┌──

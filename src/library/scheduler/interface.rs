use crate::error::BoxError;
use std::sync::atomic::{AtomicBool, Ordering};
use std::sync::Arc;
use std::thread::JoinHandle;

pub type TickCallback = Box<dyn FnMut() + Send + 'static>;

/// Invokes a callback once per tick until the returned handle is stopped.
pub trait Scheduler {
    fn start(&self, callback: TickCallback) -> Result<TickHandle, BoxError>;
}

/// Cancellation handle for a started callback. Dropping it cancels without
/// waiting; `stop` cancels and waits for the worker to finish its tick.
pub struct TickHandle {
    cancelled: Arc<AtomicBool>,
    worker: Option<JoinHandle<()>>,
}

impl TickHandle {
    pub fn new(cancelled: Arc<AtomicBool>, worker: Option<JoinHandle<()>>) -> Self {
        Self { cancelled, worker }
    }

    pub fn stop(mut self) -> Result<(), BoxError> {
        self.cancelled.store(true, Ordering::SeqCst);
        if let Some(worker) = self.worker.take() {
            worker
                .join()
                .map_err(|_| -> BoxError { "tick worker panicked".into() })?;
        }
        Ok(())
    }
}

impl Drop for TickHandle {
    fn drop(&mut self) {
        self.cancelled.store(true, Ordering::SeqCst);
    }
}
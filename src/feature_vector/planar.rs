use crate::feature_vector::feature_set::{FeatureFields, FeatureSet, Field};
use serde::{Deserialize, Serialize};

/// Geometry projected onto the sensor plane, in millimetres and degrees.
#[derive(Debug, Clone, PartialEq, Default, Serialize, Deserialize)]
pub struct PlanarFeatures {
    pub palm_to_thumb_distance: f64,
    pub palm_to_index_distance: f64,
    pub palm_to_middle_distance: f64,
    pub palm_to_ring_distance: f64,
    pub palm_to_pinky_distance: f64,
    pub pinky_to_ring_distance: f64,
    pub ring_to_middle_distance: f64,
    pub middle_to_index_distance: f64,
    pub index_to_thumb_distance: f64,
    pub thumb_finger_bending: f64,
    pub index_finger_bending: f64,
    pub middle_finger_bending: f64,
    pub ring_finger_bending: f64,
    pub pinky_finger_bending: f64,
}

macro_rules! field {
    ($name:literal, $field:ident) => {
        Field {
            name: $name,
            get: |features: &PlanarFeatures| features.$field,
            set: |features: &mut PlanarFeatures, value: f64| features.$field = value,
        }
    };
}

impl PlanarFeatures {
    pub const FIELDS: [Field<PlanarFeatures>; 14] = [
        field!("PalmToThumbDistance", palm_to_thumb_distance),
        field!("PalmToIndexDistance", palm_to_index_distance),
        field!("PalmToMiddleDistance", palm_to_middle_distance),
        field!("PalmToRingDistance", palm_to_ring_distance),
        field!("PalmToPinkyDistance", palm_to_pinky_distance),
        field!("PinkyToRingDistance", pinky_to_ring_distance),
        field!("RingToMiddleDistance", ring_to_middle_distance),
        field!("MiddleToIndexDistance", middle_to_index_distance),
        field!("IndexToThumbDistance", index_to_thumb_distance),
        field!("ThumbFingerBending", thumb_finger_bending),
        field!("IndexFingerBending", index_finger_bending),
        field!("MiddleFingerBending", middle_finger_bending),
        field!("RingFingerBending", ring_finger_bending),
        field!("PinkyFingerBending", pinky_finger_bending),
    ];
}

impl FeatureFields for PlanarFeatures {
    const FEATURE_SET: FeatureSet = FeatureSet::Planar;

    fn fields() -> &'static [Field<Self>] {
        &Self::FIELDS
    }
}
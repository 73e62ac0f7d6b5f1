use crate::error::{GestureError, Result};
use crate::random_forest::forest::RandomForest;
use std::fs;
use std::path::Path;

/// Where trained forests live between sessions.
pub trait ModelStore: Send + Sync {
    fn save(&self, path: &Path, forest: &RandomForest) -> Result<()>;

    /// `Ok(None)` when nothing has been saved at `path` yet.
    fn load(&self, path: &Path) -> Result<Option<RandomForest>>;
}

pub struct ModelStoreJsonFile;

impl ModelStoreJsonFile {
    pub fn new() -> Self {
        Self
    }
}

impl Default for ModelStoreJsonFile {
    fn default() -> Self {
        Self::new()
    }
}

impl ModelStore for ModelStoreJsonFile {
    fn save(&self, path: &Path, forest: &RandomForest) -> Result<()> {
        if let Some(parent) = path.parent() {
            fs::create_dir_all(parent).map_err(|e| GestureError::persistence(parent, e))?;
        }

        let json = serde_json::to_string(forest)?;
        let temporary = path.with_extension("tmp");
        fs::write(&temporary, json).map_err(|e| GestureError::persistence(&temporary, e))?;
        fs::rename(&temporary, path).map_err(|e| GestureError::persistence(path, e))?;
        Ok(())
    }

    fn load(&self, path: &Path) -> Result<Option<RandomForest>> {
        if !path.exists() {
            return Ok(None);
        }
        let json = fs::read_to_string(path).map_err(|e| GestureError::persistence(path, e))?;
        let forest: RandomForest = serde_json::from_str(&json)?;
        forest.validate()?;
        Ok(Some(forest))
    }
}

#[cfg(test)]
mod tests {
    use super::*;
    use crate::random_forest::forest::ForestConfig;

    #[test]
    fn test_missing_file_is_not_an_error() {
        let path = std::env::temp_dir().join(format!(
            "gesture-sign-model-missing-{}.json",
            std::process::id()
        ));
        let _ = fs::remove_file(&path);

        assert!(ModelStoreJsonFile::new().load(&path).unwrap().is_none());
    }

    #[test]
    fn test_garbage_file_fails_to_load() {
        let path = std::env::temp_dir().join(format!(
            "gesture-sign-model-garbage-{}.json",
            std::process::id()
        ));
        fs::write(&path, "not a model").unwrap();

        let result = ModelStoreJsonFile::new().load(&path);

        assert!(matches!(result, Err(GestureError::Serialization(_))));
    }

    #[test]
    fn test_saved_forest_loads_back_equal() {
        let dir = std::env::temp_dir().join(format!("gesture-sign-model-{}", std::process::id()));
        let path = dir.join("nested").join("forest.json");
        let _ = fs::remove_dir_all(&dir);
        let config = ForestConfig {
            number_of_trees: 3,
            seed: Some(1),
            ..ForestConfig::default()
        };
        let forest = RandomForest::learn(
            &[vec![0.0, 1.0], vec![1.0, 0.0], vec![0.1, 0.9]],
            &[0, 1, 0],
            &config,
        )
        .unwrap();

        let store = ModelStoreJsonFile::new();
        store.save(&path, &forest).unwrap();

        assert_eq!(store.load(&path).unwrap(), Some(forest));
    }
}
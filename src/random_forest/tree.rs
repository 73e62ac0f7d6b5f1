use crate::error::{GestureError, Result};
use rand::seq::index;
use rand::Rng;
use serde::{Deserialize, Serialize};

#[derive(Debug, Clone, PartialEq, Serialize, Deserialize)]
pub enum Node {
    Leaf {
        class_label: i32,
    },
    /// Samples with `input[feature] <= threshold` go left.
    Split {
        feature: usize,
        threshold: f64,
        left: usize,
        right: usize,
    },
}

#[derive(Debug, Clone, Copy)]
pub struct TreeConfig {
    pub max_depth: usize,
    pub min_samples_split: usize,
    /// Candidate features drawn at each split.
    pub max_features: usize,
}

/// A CART tree over Gini impurity. Nodes live in one vector; the root is
/// index 0.
#[derive(Debug, Clone, PartialEq, Serialize, Deserialize)]
pub struct DecisionTree {
    nodes: Vec<Node>,
}

/// Training rows seen through class indices instead of raw labels.
struct TrainingSet<'a> {
    inputs: &'a [Vec<f64>],
    targets: &'a [usize],
    classes: &'a [i32],
}

struct Split {
    feature: usize,
    threshold: f64,
    impurity: f64,
}

impl DecisionTree {
    /// `targets[i]` indexes into `classes`; `sample` lists the rows (with
    /// repeats, for a bootstrap sample) the tree is grown from.
    pub fn fit<R: Rng + ?Sized>(
        inputs: &[Vec<f64>],
        targets: &[usize],
        classes: &[i32],
        sample: Vec<usize>,
        config: &TreeConfig,
        rng: &mut R,
    ) -> DecisionTree {
        let data = TrainingSet {
            inputs,
            targets,
            classes,
        };
        let mut tree = DecisionTree { nodes: Vec::new() };
        tree.grow(&data, sample, 0, config, rng);
        tree
    }

    pub fn decide(&self, input: &[f64]) -> i32 {
        let mut current = 0;
        loop {
            match &self.nodes[current] {
                Node::Leaf { class_label } => return *class_label,
                Node::Split {
                    feature,
                    threshold,
                    left,
                    right,
                } => {
                    let value = input.get(*feature).copied().unwrap_or(f64::NAN);
                    current = if value <= *threshold { *left } else { *right };
                }
            }
        }
    }

    /// Checks that the tree has a root and that every split points forward
    /// to nodes that exist, so `decide` always reaches a leaf.
    pub fn validate(&self) -> Result<()> {
        if self.nodes.is_empty() {
            return Err(GestureError::InvalidModel("tree has no nodes".to_string()));
        }
        for (index, node) in self.nodes.iter().enumerate() {
            if let Node::Split { left, right, .. } = node {
                for child in [*left, *right] {
                    if child <= index || child >= self.nodes.len() {
                        return Err(GestureError::InvalidModel(format!(
                            "node {} points to node {} of {}",
                            index,
                            child,
                            self.nodes.len()
                        )));
                    }
                }
            }
        }
        Ok(())
    }

    pub fn node_count(&self) -> usize {
        self.nodes.len()
    }

    pub fn depth(&self) -> usize {
        fn depth_from(nodes: &[Node], index: usize) -> usize {
            match &nodes[index] {
                Node::Leaf { .. } => 1,
                Node::Split { left, right, .. } => {
                    1 + depth_from(nodes, *left).max(depth_from(nodes, *right))
                }
            }
        }
        if self.nodes.is_empty() {
            0
        } else {
            depth_from(&self.nodes, 0)
        }
    }

    fn grow<R: Rng + ?Sized>(
        &mut self,
        data: &TrainingSet,
        sample: Vec<usize>,
        depth: usize,
        config: &TreeConfig,
        rng: &mut R,
    ) -> usize {
        let index = self.nodes.len();
        let counts = class_counts(data, &sample);
        let majority = majority_class(&counts);
        self.nodes.push(Node::Leaf {
            class_label: data.classes[majority],
        });

        let is_pure = counts.iter().filter(|&&count| count > 0).count() <= 1;
        if is_pure || depth + 1 >= config.max_depth || sample.len() < config.min_samples_split {
            return index;
        }

        let Some(split) = best_split(data, &sample, &counts, config.max_features, rng) else {
            return index;
        };

        let (left_sample, right_sample): (Vec<usize>, Vec<usize>) = sample
            .into_iter()
            .partition(|&row| data.inputs[row][split.feature] <= split.threshold);

        let left = self.grow(data, left_sample, depth + 1, config, rng);
        let right = self.grow(data, right_sample, depth + 1, config, rng);

        self.nodes[index] = Node::Split {
            feature: split.feature,
            threshold: split.threshold,
            left,
            right,
        };
        index
    }
}

fn class_counts(data: &TrainingSet, sample: &[usize]) -> Vec<usize> {
    let mut counts = vec![0; data.classes.len()];
    for &row in sample {
        counts[data.targets[row]] += 1;
    }
    counts
}

/// Most frequent class; ties go to the lower class index.
fn majority_class(counts: &[usize]) -> usize {
    let mut best = 0;
    for (class, &count) in counts.iter().enumerate() {
        if count > counts[best] {
            best = class;
        }
    }
    best
}

/// Gini impurity scaled by sample count, so children can be summed.
fn weighted_gini(counts: &[usize], total: usize) -> f64 {
    if total == 0 {
        return 0.0;
    }
    let total = total as f64;
    let sum_of_squares: f64 = counts.iter().map(|&c| (c as f64) * (c as f64)).sum();
    total - sum_of_squares / total
}

/// Searches a random subset of features first and falls back to the rest
/// when none of them can separate the sample.
fn best_split<R: Rng + ?Sized>(
    data: &TrainingSet,
    sample: &[usize],
    counts: &[usize],
    max_features: usize,
    rng: &mut R,
) -> Option<Split> {
    let feature_count = data.inputs[sample[0]].len();
    let amount = max_features.clamp(1, feature_count);
    let candidates = index::sample(rng, feature_count, amount).into_vec();

    let parent = weighted_gini(counts, sample.len());
    let search = |features: &[usize]| {
        features
            .iter()
            .filter_map(|&feature| best_threshold(data, sample, counts, feature))
            .filter(|split| split.impurity < parent - 1e-12)
            .min_by(|a, b| a.impurity.total_cmp(&b.impurity))
    };

    search(&candidates).or_else(|| {
        let rest: Vec<usize> = (0..feature_count)
            .filter(|feature| !candidates.contains(feature))
            .collect();
        search(&rest)
    })
}

fn best_threshold(
    data: &TrainingSet,
    sample: &[usize],
    counts: &[usize],
    feature: usize,
) -> Option<Split> {
    let mut rows: Vec<(f64, usize)> = sample
        .iter()
        .map(|&row| (data.inputs[row][feature], data.targets[row]))
        .collect();
    rows.sort_by(|a, b| a.0.total_cmp(&b.0));

    let total = rows.len();
    if total < 2 {
        return None;
    }
    let mut left = vec![0; counts.len()];
    let mut right = counts.to_vec();
    let mut best: Option<Split> = None;

    for i in 0..total - 1 {
        let (value, class) = rows[i];
        left[class] += 1;
        right[class] -= 1;

        let next_value = rows[i + 1].0;
        if next_value <= value {
            continue;
        }

        let impurity = weighted_gini(&left, i + 1) + weighted_gini(&right, total - i - 1);
        if best.as_ref().map_or(true, |b| impurity < b.impurity) {
            best = Some(Split {
                feature,
                threshold: value + (next_value - value) / 2.0,
                impurity,
            });
        }
    }

    best
}

#[cfg(test)]
mod tests {
    use super::*;
    use rand::rngs::StdRng;
    use rand::SeedableRng;

    fn config() -> TreeConfig {
        TreeConfig {
            max_depth: 16,
            min_samples_split: 2,
            max_features: 2,
        }
    }

    #[test]
    fn test_single_class_is_a_leaf() {
        let inputs = vec![vec![0.0, 1.0], vec![2.0, 3.0]];
        let targets = vec![0, 0];
        let mut rng = StdRng::seed_from_u64(7);

        let tree = DecisionTree::fit(&inputs, &targets, &[4], vec![0, 1], &config(), &mut rng);

        assert_eq!(tree.node_count(), 1);
        assert_eq!(tree.decide(&[9.0, 9.0]), 4);
    }

    #[test]
    fn test_separates_on_informative_feature() {
        let inputs = vec![
            vec![5.0, 0.1],
            vec![5.0, 0.2],
            vec![5.0, 0.9],
            vec![5.0, 0.8],
        ];
        let targets = vec![0, 0, 1, 1];
        let mut rng = StdRng::seed_from_u64(7);

        let tree = DecisionTree::fit(
            &inputs,
            &targets,
            &[10, 20],
            vec![0, 1, 2, 3],
            &config(),
            &mut rng,
        );

        assert_eq!(tree.decide(&[5.0, 0.15]), 10);
        assert_eq!(tree.decide(&[5.0, 0.85]), 20);
        assert_eq!(tree.depth(), 2);
    }

    #[test]
    fn test_identical_inputs_with_mixed_labels_fall_back_to_majority() {
        let inputs = vec![vec![1.0], vec![1.0], vec![1.0]];
        let targets = vec![1, 0, 1];
        let mut rng = StdRng::seed_from_u64(1);

        let tree = DecisionTree::fit(
            &inputs,
            &targets,
            &[3, 8],
            vec![0, 1, 2],
            &config(),
            &mut rng,
        );

        assert_eq!(tree.node_count(), 1);
        assert_eq!(tree.decide(&[1.0]), 8);
    }

    #[test]
    fn test_validate_rejects_dangling_and_backward_children() {
        let dangling = DecisionTree {
            nodes: vec![Node::Split {
                feature: 0,
                threshold: 0.0,
                left: 99,
                right: 99,
            }],
        };
        let cycle = DecisionTree {
            nodes: vec![
                Node::Split {
                    feature: 0,
                    threshold: 0.0,
                    left: 1,
                    right: 2,
                },
                Node::Split {
                    feature: 0,
                    threshold: 1.0,
                    left: 0,
                    right: 2,
                },
                Node::Leaf { class_label: 1 },
            ],
        };
        let empty = DecisionTree { nodes: Vec::new() };

        for tree in [dangling, cycle, empty] {
            assert!(matches!(tree.validate(), Err(GestureError::InvalidModel(_))));
        }
    }

    #[test]
    fn test_fitted_tree_validates() {
        let inputs = vec![vec![0.1], vec![0.2], vec![0.9], vec![0.8]];
        let targets = vec![0, 0, 1, 1];
        let mut rng = StdRng::seed_from_u64(3);

        let tree = DecisionTree::fit(
            &inputs,
            &targets,
            &[0, 1],
            vec![0, 1, 2, 3],
            &config(),
            &mut rng,
        );

        assert!(tree.validate().is_ok());
    }
}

└──

◆ Exercise brief
Reproduce every line from the entries that holds the word "root".

◆ Reply to the task
/// A CART tree over Gini impurity. Nodes live in one vector; the root is
    /// Checks that the tree has a root and that every split points forward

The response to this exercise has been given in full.